One adviser told me he knows of businesses quietly shifting offices and jobs to other cities, driving up already high unemployment levels. He believes many families will flee the region if the crisis is not rapidly resolved.

There are signs tourists are cancelling trips. Top attractions have seen a decline in their visitor numbers: Robben Island, where Mandela was jailed, lost almost a third in a year.

Western Cape farms, which contribute 23 per cent of South Africa’s agricultural output and are the main employer in rural areas, have also been hit as they need so much water to irrigate their orchards, fields and vineyards.
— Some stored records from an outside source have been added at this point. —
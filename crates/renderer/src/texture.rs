//! Synchronous PNG decoding into GPU-ready pixel buffers.
//!
//! Only 8-bit RGB and RGBA images are accepted, judged by the header as
//! stored in the file rather than after decoder expansion. Rows are padded to a 4-byte
//! stride and stored bottom row first, so `v = 0` samples the bottom of the
//! image once uploaded.

use std::fs::File;
use std::io::{BufReader, Read, Seek};
use std::path::{Path, PathBuf};

use image::codecs::png::PngDecoder;
use image::{ColorType, ImageDecoder};

pub const PNG_SIGNATURE: [u8; 8] = [0x89, b'P', b'N', b'G', 0x0d, 0x0a, 0x1a, 0x0a];

const ROW_ALIGNMENT: usize = 4;
/// Chunk length, chunk type, width, height, bit depth and colour type.
const IHDR_PREFIX_LEN: usize = 18;

#[derive(Debug, thiserror::Error)]
pub enum TextureError {
    #[error("failed to open {path}: {source}")]
    Io {
        path: PathBuf,
        #[source]
        source: std::io::Error,
    },
    #[error("{path} is not a PNG")]
    NotPng { path: PathBuf },
    #[error("failed to decode {path}: {source}")]
    Decode {
        path: PathBuf,
        #[source]
        source: image::ImageError,
    },
    #[error("{path}: unsupported bit depth {depth}, must be 8")]
    UnsupportedBitDepth { path: PathBuf, depth: u16 },
    #[error("{path}: unsupported color type {color:?}")]
    UnsupportedColorType { path: PathBuf, color: PngColorType },
    #[error("{path}: decoder produced unexpected layout {color:?}")]
    UnexpectedLayout { path: PathBuf, color: ColorType },
    #[error("could not allocate {bytes} bytes for {path}")]
    Allocation { path: PathBuf, bytes: usize },
}

/// Colour type byte of the PNG header.
#[derive(Debug, Clone, Copy, PartialEq, Eq)]
pub enum PngColorType {
    Grayscale,
    Rgb,
    Indexed,
    GrayscaleAlpha,
    Rgba,
    Unknown(u8),
}

impl PngColorType {
    fn from_header(byte: u8) -> Self {
        match byte {
            0 => PngColorType::Grayscale,
            2 => PngColorType::Rgb,
            3 => PngColorType::Indexed,
            4 => PngColorType::GrayscaleAlpha,
            6 => PngColorType::Rgba,
            other => PngColorType::Unknown(other),
        }
    }
}

/// Channel layout of a decoded image.
#[derive(Debug, Clone, Copy, PartialEq, Eq)]
pub enum PixelLayout {
    Rgb,
    Rgba,
}

impl PixelLayout {
    pub fn channels(self) -> usize {
        match self {
            PixelLayout::Rgb => 3,
            PixelLayout::Rgba => 4,
        }
    }
}

#[derive(Debug, Clone)]
pub struct DecodedImage {
    width: u32,
    height: u32,
    layout: PixelLayout,
    stride: usize,
    pixels: Vec<u8>,
}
Livestock herds have been slaughtered, fruit trees felled and yields of surviving crops are sharply down, while 50,000 workers have seen incomes suffer.

It is estimated to have cost the sector almost £1 billion already while the domino effect hurts related areas of the economy. One tomato puree factory, for instance, warned it will not open this season.

I visited Chiltern Farms, where 600 workers produce 12,000 tons of fruit a year including Pink Lady and Gala apples sold in British supermarkets. Farm manager Emile Pretorius said watering restrictions meant apples and pears are smaller, more fruit is damaged by ‘sunburn’ and yields are down.

‘As farmers we are optimistic next year will always be better,’ said Pretorius. ‘But you can see a pattern of less rain each year and less snow in the mountains. If this does not change we will have to lay people off.’

South Africans like to say they are stoic, yet many I spoke to seemed pessimistic over escaping this crisis if it continues, especially after Zuma’s appalling regime drained cash from state coffers and undermined fiscal credibility.

The clouds could open any time, of course. But as one expert said, if this drought is down to climate change, albeit intensified by woeful mismanagement, then it is a wake-up call for both a verdant region ringed by deserts and the wider world.

Perhaps people should listen to South Africa’s First People: the bushmen who live in the Kalahari and Karoo deserts for days without food and drinking just half a litre (less than a pint) of water a day.

‘They should have prepared for this,’ said Kerson Pafre Jackson, 47, a bushman originally from Namibia. ‘Western people must be so clean, everything around them, even cars. People in the city shower for hours.